IT spending in the Asia-Pacific region is expected to reach almost US$523 billion (NZ$737 billion) this year, according to research firm Gartner.
The firm also estimates that IT spending in the region will grow at a CAGR (compound annual growth rate) of 9.3% from 2007 to 2012, compared with 4.5% for the US and Western Europe.
Despite current economic concerns, worldwide IT spending will exceed US$3.4 trillion in 2008, an increase of 8% from 2007, according to Gartner. Analysts say much of this growth is based on the decline in the US dollar. The estimated worldwide IT spending growth expressed in constant currency is forecast to be approximately 4.5%.
"The US-led economic downturn shows no sign of causing a recession in IT spending," says Jim Tully, vice president and distinguished analyst at Gartner. "In subsequent years we will see reduced growth, but the fundamentals remain strong. Emerging regions, replacement of obsolete systems and some technology shifts are driving growth."
Besides the US, the situation in China becomes a key macroeconomic indicator for the world economy, he adds. Indicators of a "hard landing" in China would cause our outlook on IT to deteriorate, because those conditions would precede a more serious global economic slowdown, Tully notes.
Gartner analysts also say there are important strategic issues facing the IT industry.
"Enterprises are switching from company-owned hardware and software assets to per-use service-based models. This will impact the industry in various ways," Tully says. "The projected shift to cloud computing, for example, will result in dramatic growth in IT products in some areas and in significant reductions in other areas. He added that assets in general will be utilised with greater efficiency, and the overall effect on market growth will be neutral.
Worldwide software spending is on pace for the strongest growth rate in 2008 at more than 10%, with IT services spending being a close second with more than 9.4% growth, Gartner predicts. Analysts say the IT services sector benefits from the continued innovation in software technology.
"Most companies updated their software systems during the period 1997 through 2001, so we are in the middle of an upgrade cycle that should extend past the end of this decade," says Joanne Correia, managing vice president at Gartner. "However, the replacement of systems doesn't automatically equate to new software market growth," she says.
Software as a Service (SaaS)/cloud computing, SOA/Web 2.0, and open source software are causing huge changes to the software market, says Correia, who adds that many of these factors are impacting market growth as enterprises replace assets with per-use services.
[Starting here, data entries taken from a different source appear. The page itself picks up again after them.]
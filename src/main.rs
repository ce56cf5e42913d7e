use std::net::SocketAddr;
use std::sync::Arc;

use anyhow::Result;
use dotenvy::dotenv;
use tokio::signal;
use tracing::{error, info, warn};
use tracing_subscriber::EnvFilter;

use despachante_admin::config::{DataBackend, DatabaseConfig, EnvironmentConfig};
use despachante_admin::database::connect_and_migrate;
use despachante_admin::repositories::{DataStore, MemoryStore, PgStore};
use despachante_admin::routes::create_router;
use despachante_admin::state::AppState;

#[tokio::main]
async fn main() -> Result<()> {
    // Cargar variables de entorno
    dotenv().ok();

    // Configurar logging (RUST_LOG tiene prioridad)
    tracing_subscriber::fmt()
        .with_env_filter(EnvFilter::try_from_default_env().unwrap_or_else(|_| EnvFilter::new("info")))
        .init();

    info!("📋 Despachante Admin - API");
    info!("==========================");

    let config = match EnvironmentConfig::from_env() {
        Ok(config) => config,
        Err(e) => {
            error!("❌ Configuración inválida: {}", e);
            return Err(e.into());
        }
    };

    let store: Arc<dyn DataStore> = match config.data_backend {
        DataBackend::Postgres => {
            let db_config = DatabaseConfig::from_env()?;
            let pool = connect_and_migrate(&db_config).await?;
            Arc::new(PgStore::new(pool))
        }
        DataBackend::Memory => {
            warn!("⚠️ DATA_BACKEND=memory: los datos se pierden al reiniciar");
            Arc::new(MemoryStore::new())
        }
    };

    if config.cors_origins.is_empty() && !config.is_development() {
        warn!("⚠️ CORS_ORIGINS vacío fuera de desarrollo: se acepta cualquier origen");
    }

    let addr: SocketAddr = config.server_url().parse()?;
    let state = AppState::from_config(config, store);
    let app = create_router(state);

    info!("🌐 Servidor iniciando en http://{}", addr);
    info!("🔍 Endpoints disponibles:");
    info!("   GET  /health");
    info!("   /api/clients, /api/vehicles, /api/services, /api/transactions");
    info!("   /api/dashboard/{{alerts,financial,overview}}");
    info!("   /api/checklist-templates, /api/audit-logs, /api/admin/users");

    let listener = tokio::net::TcpListener::bind(addr).await?;
    axum::serve(listener, app)
        .with_graceful_shutdown(shutdown_signal())
        .await
        .map_err(|e| {
            error!("❌ Error del servidor: {}", e);
            e
        })?;

    info!("👋 Servidor terminado");
    Ok(())
}

/// Señal de apagado graceful
async fn shutdown_signal() {
    let ctrl_c = async {
        if let Err(e) = signal::ctrl_c().await {
            error!("❌ No se pudo escuchar Ctrl+C: {}", e);
            std::future::pending::<()>().await;
        }
    };

    #[cfg(unix)]
    let terminate = async {
        match signal::unix::signal(signal::unix::SignalKind::terminate()) {
            Ok(mut stream) => {
                stream.recv().await;
            }
            Err(e) => {
                error!("❌ No se pudo instalar el handler de SIGTERM: {}", e);
                std::future::pending::<()>().await;
            }
        }
    };

    #[cfg(not(unix))]
    let terminate = std::future::pending::<()>();

    tokio::select! {
        _ = ctrl_c => {
            info!("🛑 Señal Ctrl+C recibida, apagando servidor...");
        },
        _ = terminate => {
            info!("🛑 Señal de terminación recibida, apagando servidor...");
        },
    }
}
IT spending is dominated by services rather than products, with IT services and telecommunications services accounting for 70% of total IT market spending, according to Gartner. Analysts at the company say the telecomms sector has a major effect on overall IT market performance, accounting for almost US$2 trillion in 2008.
"Legacy telecom services have a dampening effect on sector growth, and therefore on the overall IT market," says William Hahn, principal research analyst at Gartner. "The dominant size of the telecom services market guarantees that even with the forecast for relatively slow growth, it will still comprise over 44% of the IT market in five years' time."
The outlook for IT services market growth has improved despite macroeconomic uncertainty. Kathryn Hale, research vice president at Gartner, says IT services spend is being supported by two main factors. "Businesses are investing in improvements to internal processes aimed at reducing costs, while often maintaining some of the prior interest in innovation," says Hale. "The second factor is that globalisation allows IT services providers to mitigate the risk of weakening demand by operating in more markets."